*** Opening DATA EXTRACTS ***

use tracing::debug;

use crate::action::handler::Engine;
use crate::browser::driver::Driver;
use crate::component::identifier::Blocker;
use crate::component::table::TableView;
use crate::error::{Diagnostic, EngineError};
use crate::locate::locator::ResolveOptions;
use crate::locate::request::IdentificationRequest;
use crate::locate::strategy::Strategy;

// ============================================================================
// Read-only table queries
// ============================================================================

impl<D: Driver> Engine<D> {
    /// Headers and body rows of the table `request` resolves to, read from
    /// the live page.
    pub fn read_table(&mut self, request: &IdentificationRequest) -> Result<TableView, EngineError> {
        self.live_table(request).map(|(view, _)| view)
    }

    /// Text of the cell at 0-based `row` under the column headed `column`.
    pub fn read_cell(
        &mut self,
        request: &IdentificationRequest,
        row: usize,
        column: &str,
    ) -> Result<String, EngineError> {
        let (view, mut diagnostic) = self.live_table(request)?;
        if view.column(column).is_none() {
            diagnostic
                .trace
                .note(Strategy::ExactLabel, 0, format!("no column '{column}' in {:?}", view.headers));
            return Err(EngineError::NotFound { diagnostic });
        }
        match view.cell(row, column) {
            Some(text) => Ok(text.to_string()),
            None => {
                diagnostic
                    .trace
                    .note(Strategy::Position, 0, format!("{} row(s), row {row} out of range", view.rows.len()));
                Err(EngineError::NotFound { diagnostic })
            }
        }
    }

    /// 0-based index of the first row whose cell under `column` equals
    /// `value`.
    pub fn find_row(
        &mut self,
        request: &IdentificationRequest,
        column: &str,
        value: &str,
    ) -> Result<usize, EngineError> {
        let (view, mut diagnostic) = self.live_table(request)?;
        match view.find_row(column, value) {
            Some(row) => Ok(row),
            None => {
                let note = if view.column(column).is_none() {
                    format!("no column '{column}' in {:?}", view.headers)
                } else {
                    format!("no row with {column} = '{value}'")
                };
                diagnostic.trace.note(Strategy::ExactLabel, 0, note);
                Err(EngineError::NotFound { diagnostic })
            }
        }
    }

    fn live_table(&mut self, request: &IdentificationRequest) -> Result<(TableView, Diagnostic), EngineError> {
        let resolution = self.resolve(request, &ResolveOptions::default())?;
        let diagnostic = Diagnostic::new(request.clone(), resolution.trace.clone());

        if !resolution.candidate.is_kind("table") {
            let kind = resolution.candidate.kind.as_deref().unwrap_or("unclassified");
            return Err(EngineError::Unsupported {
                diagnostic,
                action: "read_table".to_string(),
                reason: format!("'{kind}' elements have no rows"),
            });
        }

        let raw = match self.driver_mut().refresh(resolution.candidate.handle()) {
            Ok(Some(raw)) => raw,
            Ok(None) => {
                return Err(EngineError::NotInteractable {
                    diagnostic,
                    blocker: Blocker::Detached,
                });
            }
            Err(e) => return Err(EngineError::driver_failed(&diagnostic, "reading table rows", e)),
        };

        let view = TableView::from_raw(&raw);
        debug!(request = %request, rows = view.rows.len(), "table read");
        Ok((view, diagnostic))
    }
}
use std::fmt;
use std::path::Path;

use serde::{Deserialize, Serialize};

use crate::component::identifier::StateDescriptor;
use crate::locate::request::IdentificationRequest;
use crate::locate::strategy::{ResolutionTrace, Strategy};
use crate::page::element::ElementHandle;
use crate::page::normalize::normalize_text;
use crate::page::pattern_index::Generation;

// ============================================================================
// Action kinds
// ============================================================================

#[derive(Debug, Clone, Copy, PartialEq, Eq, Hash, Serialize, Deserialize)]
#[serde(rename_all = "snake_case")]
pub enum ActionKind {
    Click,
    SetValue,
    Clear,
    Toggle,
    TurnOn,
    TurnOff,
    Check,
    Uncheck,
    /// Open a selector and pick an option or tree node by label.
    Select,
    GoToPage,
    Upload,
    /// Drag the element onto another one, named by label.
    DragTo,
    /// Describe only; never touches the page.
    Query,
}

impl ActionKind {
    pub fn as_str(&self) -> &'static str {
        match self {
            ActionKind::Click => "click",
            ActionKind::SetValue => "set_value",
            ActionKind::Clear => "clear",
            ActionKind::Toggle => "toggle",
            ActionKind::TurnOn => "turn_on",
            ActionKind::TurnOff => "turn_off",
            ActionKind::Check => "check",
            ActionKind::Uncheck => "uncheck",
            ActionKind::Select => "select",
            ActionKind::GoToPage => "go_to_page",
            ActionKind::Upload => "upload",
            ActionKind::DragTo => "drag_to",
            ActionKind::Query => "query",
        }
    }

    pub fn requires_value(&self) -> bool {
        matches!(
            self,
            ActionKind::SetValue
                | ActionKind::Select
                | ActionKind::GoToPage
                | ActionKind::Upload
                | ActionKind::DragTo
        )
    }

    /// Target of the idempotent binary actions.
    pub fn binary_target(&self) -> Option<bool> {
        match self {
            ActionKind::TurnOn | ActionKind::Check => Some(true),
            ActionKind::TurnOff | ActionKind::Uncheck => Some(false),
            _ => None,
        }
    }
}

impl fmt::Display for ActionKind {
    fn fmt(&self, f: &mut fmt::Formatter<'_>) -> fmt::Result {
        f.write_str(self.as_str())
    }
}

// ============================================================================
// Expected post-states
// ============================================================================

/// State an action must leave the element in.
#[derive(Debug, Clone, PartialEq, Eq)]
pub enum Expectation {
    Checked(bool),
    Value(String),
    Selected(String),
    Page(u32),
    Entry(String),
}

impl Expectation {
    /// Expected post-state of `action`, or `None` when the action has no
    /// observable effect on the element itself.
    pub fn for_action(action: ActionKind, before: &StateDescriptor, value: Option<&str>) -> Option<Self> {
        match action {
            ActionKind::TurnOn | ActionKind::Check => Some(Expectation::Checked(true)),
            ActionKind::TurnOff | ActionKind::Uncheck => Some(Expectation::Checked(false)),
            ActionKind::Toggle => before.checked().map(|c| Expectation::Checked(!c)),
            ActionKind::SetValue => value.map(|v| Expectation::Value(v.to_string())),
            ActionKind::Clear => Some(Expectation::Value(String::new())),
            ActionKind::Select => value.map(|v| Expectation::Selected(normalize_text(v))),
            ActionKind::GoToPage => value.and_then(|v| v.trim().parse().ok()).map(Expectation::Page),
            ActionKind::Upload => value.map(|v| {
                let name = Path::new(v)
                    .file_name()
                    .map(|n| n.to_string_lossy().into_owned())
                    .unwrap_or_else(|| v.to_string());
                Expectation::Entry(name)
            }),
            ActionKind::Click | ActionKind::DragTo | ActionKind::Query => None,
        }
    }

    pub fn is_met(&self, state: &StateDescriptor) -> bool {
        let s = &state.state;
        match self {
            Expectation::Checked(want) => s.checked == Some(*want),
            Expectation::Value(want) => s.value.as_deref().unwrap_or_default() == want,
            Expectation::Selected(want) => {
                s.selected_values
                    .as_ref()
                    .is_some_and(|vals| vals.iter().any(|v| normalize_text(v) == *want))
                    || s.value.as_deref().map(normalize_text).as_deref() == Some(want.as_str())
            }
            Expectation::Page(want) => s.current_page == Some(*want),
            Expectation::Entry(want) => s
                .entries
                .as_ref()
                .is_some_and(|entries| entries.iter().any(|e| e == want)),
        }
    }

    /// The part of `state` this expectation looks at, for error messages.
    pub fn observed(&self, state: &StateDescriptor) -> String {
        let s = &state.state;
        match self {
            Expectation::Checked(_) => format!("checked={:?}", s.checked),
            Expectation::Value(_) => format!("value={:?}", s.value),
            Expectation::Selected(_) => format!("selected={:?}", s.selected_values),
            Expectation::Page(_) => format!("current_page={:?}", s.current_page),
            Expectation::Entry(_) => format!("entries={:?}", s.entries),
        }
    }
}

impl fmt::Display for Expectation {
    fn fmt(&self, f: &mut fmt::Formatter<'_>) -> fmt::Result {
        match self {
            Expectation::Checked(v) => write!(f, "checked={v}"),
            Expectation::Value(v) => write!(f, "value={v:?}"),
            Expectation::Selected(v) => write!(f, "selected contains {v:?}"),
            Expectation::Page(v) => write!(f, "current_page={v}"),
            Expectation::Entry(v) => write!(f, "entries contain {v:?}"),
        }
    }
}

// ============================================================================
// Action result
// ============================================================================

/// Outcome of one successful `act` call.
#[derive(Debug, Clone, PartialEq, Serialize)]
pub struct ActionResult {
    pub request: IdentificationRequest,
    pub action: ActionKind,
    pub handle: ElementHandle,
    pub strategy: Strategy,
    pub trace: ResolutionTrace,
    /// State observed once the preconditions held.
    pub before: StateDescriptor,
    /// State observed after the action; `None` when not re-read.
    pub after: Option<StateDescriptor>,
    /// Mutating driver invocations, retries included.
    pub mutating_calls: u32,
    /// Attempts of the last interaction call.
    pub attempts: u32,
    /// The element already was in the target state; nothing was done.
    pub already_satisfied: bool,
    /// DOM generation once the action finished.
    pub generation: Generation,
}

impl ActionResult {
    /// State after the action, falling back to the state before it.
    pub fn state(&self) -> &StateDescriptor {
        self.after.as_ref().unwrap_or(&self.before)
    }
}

*** Closing DATA EXTRACTS ***

Could you return, word for word, only the lines running from the first line of the material above to the line that contains "use crate::locate::strategy::Strategy;", inclusive?

use tracing::debug;

use crate::action::handler::Engine;
use crate::browser::driver::Driver;
use crate::component::identifier::Blocker;
use crate::component::table::TableView;
use crate::error::{Diagnostic, EngineError};
use crate::locate::locator::ResolveOptions;
use crate::locate::request::IdentificationRequest;
use crate::locate::strategy::Strategy;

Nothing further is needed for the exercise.